*What is being asked*
Search the records below for the word "attempts". Pull out each line that has it.

*Stored data*
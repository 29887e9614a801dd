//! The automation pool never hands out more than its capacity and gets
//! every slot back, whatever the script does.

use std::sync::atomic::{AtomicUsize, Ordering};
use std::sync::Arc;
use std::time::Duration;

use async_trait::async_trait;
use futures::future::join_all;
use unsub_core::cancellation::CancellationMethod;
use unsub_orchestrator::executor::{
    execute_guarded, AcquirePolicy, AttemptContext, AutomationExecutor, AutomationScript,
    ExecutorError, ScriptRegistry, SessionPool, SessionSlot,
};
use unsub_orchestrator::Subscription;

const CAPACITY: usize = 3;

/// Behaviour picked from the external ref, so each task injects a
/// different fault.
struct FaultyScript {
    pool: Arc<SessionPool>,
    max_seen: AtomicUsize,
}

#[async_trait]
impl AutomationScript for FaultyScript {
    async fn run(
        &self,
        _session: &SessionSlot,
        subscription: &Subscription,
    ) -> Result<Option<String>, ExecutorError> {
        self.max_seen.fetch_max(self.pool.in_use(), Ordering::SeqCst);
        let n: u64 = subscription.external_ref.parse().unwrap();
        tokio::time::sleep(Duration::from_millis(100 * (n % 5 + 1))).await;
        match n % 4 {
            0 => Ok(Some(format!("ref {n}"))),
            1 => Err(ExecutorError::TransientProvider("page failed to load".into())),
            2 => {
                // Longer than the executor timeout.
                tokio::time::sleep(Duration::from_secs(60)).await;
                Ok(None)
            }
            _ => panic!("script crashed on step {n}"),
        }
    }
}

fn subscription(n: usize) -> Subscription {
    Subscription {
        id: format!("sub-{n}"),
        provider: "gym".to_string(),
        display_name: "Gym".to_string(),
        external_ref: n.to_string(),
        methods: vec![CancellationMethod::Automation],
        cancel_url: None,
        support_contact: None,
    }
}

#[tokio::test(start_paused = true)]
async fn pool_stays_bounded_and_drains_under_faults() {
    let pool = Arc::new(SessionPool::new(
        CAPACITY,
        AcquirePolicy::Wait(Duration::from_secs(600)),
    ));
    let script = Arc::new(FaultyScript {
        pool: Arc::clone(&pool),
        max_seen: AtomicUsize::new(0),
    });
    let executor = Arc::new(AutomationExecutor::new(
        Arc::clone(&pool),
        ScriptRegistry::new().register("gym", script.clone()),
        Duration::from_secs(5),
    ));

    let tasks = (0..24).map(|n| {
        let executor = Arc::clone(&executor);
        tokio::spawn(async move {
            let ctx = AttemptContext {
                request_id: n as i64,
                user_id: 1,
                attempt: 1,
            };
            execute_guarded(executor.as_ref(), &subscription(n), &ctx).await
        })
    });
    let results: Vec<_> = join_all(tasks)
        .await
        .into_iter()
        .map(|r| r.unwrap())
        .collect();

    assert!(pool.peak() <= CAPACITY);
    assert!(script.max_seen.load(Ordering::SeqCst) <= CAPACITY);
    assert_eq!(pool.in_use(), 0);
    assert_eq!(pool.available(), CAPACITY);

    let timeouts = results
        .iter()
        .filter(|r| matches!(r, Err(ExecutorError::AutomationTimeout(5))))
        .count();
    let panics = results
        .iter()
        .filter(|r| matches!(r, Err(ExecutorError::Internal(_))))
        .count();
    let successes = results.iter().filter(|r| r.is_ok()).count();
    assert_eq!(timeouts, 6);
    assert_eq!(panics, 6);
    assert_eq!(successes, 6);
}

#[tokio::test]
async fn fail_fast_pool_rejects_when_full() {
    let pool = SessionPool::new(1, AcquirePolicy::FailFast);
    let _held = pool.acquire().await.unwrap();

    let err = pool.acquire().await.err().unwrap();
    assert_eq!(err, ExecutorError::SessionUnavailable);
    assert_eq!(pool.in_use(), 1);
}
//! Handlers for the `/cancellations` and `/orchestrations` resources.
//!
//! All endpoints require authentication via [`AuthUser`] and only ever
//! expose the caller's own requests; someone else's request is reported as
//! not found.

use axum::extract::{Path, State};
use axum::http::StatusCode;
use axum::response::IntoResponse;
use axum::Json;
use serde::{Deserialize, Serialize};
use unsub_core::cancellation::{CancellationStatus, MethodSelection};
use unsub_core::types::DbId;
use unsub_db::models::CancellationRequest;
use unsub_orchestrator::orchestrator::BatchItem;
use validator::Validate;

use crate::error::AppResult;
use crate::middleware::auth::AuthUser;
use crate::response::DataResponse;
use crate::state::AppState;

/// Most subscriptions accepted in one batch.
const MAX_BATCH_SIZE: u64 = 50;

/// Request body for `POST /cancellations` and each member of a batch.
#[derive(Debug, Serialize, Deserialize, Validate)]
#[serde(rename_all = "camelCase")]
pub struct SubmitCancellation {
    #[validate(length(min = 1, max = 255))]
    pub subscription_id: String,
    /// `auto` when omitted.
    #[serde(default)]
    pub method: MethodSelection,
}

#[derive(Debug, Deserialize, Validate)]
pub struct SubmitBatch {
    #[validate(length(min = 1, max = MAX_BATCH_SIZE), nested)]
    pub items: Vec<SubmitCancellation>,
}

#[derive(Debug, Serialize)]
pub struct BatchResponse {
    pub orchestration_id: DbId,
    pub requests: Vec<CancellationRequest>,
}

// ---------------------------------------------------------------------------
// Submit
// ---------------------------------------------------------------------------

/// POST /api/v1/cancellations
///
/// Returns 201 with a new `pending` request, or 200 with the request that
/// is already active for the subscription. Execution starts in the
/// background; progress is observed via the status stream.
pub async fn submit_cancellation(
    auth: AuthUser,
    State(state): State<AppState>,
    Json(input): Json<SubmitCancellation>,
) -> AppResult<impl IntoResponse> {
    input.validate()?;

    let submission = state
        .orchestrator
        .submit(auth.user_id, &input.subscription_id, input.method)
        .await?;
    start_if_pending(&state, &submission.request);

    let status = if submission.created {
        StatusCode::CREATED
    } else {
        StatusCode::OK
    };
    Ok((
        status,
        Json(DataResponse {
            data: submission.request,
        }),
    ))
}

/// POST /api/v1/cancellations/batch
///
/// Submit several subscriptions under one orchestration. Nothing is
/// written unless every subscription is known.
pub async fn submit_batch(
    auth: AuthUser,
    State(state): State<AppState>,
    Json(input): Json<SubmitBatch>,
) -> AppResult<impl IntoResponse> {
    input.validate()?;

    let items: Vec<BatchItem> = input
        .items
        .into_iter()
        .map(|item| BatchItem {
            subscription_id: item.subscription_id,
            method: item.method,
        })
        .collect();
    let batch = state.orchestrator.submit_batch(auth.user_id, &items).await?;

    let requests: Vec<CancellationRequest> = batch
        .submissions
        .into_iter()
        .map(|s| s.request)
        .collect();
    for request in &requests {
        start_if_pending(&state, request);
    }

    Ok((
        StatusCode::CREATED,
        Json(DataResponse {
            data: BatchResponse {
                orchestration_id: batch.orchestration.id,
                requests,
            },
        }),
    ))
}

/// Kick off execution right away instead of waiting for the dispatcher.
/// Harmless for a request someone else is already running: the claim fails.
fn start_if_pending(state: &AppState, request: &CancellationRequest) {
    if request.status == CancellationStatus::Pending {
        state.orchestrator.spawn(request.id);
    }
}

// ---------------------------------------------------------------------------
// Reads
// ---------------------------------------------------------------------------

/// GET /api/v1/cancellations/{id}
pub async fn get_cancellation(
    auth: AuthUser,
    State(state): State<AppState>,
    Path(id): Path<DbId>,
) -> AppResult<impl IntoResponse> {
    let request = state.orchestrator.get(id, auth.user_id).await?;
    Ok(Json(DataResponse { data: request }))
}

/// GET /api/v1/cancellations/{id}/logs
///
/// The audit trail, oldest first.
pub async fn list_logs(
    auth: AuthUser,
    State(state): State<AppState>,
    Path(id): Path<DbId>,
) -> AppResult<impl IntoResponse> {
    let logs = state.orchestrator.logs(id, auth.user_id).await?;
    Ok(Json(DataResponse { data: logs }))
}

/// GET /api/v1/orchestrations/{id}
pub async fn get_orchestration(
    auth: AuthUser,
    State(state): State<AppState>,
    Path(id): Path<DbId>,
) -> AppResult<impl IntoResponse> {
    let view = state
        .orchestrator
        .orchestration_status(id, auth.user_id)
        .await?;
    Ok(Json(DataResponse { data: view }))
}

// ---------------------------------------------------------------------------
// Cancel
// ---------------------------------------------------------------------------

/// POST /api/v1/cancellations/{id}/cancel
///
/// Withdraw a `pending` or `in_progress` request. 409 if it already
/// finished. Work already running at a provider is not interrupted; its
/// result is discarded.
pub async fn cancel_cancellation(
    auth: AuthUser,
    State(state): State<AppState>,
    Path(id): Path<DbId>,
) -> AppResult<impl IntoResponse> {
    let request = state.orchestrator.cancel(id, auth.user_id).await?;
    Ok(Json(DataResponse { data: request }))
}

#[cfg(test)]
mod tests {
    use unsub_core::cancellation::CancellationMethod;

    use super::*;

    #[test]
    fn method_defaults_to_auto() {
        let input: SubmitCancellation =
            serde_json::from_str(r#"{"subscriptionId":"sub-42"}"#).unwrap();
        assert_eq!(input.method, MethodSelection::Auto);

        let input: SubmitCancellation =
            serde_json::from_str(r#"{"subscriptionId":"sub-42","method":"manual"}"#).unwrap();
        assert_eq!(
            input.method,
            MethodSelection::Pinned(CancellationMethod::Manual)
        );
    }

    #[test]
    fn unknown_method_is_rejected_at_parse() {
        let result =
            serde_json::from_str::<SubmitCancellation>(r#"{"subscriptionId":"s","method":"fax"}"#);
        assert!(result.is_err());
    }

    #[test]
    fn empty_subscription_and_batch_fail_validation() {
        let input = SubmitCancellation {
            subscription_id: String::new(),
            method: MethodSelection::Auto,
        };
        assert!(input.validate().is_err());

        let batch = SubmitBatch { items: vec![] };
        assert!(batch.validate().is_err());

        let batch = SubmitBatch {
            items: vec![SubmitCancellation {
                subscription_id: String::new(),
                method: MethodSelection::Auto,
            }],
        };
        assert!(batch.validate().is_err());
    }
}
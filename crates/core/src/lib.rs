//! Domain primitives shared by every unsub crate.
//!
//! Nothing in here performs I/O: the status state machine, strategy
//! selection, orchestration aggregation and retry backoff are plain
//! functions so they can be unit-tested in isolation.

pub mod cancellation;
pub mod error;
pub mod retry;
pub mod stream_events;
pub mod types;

--

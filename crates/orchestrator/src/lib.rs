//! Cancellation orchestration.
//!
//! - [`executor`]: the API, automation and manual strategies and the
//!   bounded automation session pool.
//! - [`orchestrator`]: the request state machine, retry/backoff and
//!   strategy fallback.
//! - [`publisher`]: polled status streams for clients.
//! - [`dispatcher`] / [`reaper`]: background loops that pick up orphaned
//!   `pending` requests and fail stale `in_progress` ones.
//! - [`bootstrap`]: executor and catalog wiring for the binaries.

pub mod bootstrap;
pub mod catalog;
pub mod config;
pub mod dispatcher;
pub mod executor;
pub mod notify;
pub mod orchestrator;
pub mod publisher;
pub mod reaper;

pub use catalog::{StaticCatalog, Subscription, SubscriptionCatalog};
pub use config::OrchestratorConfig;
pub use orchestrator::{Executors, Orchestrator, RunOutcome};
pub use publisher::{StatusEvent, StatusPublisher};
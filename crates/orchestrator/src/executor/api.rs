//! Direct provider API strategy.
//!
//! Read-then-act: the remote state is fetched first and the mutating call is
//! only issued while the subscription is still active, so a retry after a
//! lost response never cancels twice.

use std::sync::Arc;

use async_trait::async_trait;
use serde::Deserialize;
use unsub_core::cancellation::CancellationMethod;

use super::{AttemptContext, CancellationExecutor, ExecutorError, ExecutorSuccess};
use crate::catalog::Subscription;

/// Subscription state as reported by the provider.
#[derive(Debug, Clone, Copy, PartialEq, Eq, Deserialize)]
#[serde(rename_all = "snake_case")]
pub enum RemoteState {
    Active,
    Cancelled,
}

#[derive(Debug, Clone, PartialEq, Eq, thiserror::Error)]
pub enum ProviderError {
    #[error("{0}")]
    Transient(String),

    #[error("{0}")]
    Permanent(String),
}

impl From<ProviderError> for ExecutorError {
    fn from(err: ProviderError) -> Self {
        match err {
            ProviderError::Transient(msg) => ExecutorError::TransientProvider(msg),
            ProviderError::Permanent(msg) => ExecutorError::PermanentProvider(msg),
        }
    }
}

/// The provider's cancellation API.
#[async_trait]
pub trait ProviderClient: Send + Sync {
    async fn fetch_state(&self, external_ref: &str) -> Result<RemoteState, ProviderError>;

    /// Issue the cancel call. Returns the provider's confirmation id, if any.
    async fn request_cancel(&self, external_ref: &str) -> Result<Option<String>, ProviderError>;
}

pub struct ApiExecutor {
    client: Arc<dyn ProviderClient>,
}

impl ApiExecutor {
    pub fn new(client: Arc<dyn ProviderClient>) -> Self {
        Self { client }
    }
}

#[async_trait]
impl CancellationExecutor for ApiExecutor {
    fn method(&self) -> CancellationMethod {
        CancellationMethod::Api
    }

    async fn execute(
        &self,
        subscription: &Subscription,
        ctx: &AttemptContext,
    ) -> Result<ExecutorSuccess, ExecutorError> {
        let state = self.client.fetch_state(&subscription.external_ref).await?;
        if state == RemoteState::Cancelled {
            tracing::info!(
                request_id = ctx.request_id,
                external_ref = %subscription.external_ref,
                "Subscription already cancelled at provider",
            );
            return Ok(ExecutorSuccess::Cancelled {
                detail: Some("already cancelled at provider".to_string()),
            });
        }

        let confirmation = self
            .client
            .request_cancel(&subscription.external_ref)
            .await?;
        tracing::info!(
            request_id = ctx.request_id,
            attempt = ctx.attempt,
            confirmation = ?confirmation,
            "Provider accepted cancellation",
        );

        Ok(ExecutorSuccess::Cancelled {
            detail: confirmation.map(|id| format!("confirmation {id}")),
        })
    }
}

---

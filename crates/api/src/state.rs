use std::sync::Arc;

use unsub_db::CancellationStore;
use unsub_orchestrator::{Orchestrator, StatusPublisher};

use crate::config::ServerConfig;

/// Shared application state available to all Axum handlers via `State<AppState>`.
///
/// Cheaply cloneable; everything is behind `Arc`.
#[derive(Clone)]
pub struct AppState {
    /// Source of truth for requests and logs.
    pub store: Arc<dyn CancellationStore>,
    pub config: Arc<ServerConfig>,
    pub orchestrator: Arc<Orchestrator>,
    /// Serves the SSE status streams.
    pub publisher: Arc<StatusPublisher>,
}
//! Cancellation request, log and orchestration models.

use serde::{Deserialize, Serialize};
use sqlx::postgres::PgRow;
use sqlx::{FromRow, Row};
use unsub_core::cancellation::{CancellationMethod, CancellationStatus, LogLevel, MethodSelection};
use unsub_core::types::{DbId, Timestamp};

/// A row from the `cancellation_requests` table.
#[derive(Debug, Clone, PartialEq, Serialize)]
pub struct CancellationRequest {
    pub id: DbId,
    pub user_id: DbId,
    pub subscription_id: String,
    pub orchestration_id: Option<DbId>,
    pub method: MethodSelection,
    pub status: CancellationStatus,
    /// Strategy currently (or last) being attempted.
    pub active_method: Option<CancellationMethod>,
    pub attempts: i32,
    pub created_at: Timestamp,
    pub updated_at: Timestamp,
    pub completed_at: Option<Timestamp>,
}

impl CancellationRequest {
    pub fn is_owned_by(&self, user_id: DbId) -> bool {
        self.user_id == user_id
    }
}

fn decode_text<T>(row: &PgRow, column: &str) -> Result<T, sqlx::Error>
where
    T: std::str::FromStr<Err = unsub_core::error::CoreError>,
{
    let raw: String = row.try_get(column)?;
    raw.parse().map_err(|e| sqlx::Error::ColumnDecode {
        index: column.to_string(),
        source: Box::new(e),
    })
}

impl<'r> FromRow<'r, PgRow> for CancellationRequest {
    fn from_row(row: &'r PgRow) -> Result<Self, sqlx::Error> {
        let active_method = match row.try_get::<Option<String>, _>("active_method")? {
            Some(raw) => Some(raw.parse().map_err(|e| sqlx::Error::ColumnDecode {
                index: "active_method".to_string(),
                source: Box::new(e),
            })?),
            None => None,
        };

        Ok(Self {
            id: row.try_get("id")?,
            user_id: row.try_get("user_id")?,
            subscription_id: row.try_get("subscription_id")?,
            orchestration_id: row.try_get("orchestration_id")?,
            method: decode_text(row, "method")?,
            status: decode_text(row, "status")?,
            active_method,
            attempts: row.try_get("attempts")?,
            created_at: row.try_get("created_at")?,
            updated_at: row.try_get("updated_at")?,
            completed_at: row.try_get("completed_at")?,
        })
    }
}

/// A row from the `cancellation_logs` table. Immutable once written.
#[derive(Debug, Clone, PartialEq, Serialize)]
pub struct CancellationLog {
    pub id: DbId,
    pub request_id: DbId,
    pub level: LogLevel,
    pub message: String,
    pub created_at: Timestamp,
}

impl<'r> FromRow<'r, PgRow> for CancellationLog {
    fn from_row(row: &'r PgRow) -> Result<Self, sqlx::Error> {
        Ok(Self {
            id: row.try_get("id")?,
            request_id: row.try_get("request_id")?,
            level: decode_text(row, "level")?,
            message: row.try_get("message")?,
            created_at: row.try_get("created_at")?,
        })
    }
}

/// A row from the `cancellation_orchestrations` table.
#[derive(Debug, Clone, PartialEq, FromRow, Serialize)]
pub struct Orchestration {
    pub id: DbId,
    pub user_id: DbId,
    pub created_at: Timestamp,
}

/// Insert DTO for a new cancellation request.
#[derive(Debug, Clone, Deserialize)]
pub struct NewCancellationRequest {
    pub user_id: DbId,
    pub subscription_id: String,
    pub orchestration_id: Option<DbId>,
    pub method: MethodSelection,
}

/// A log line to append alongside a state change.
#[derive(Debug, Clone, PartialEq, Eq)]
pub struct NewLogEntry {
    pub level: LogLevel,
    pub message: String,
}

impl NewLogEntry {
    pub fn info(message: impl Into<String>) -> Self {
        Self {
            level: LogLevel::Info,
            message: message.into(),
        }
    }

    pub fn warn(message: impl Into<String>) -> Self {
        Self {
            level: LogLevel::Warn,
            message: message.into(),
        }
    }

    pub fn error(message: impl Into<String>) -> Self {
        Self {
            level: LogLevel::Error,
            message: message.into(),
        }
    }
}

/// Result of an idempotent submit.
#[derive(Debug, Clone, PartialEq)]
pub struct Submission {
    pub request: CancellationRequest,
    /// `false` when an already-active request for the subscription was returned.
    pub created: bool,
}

*Solution to this exercise*
    pub attempts: i32,
            attempts: row.try_get("attempts")?,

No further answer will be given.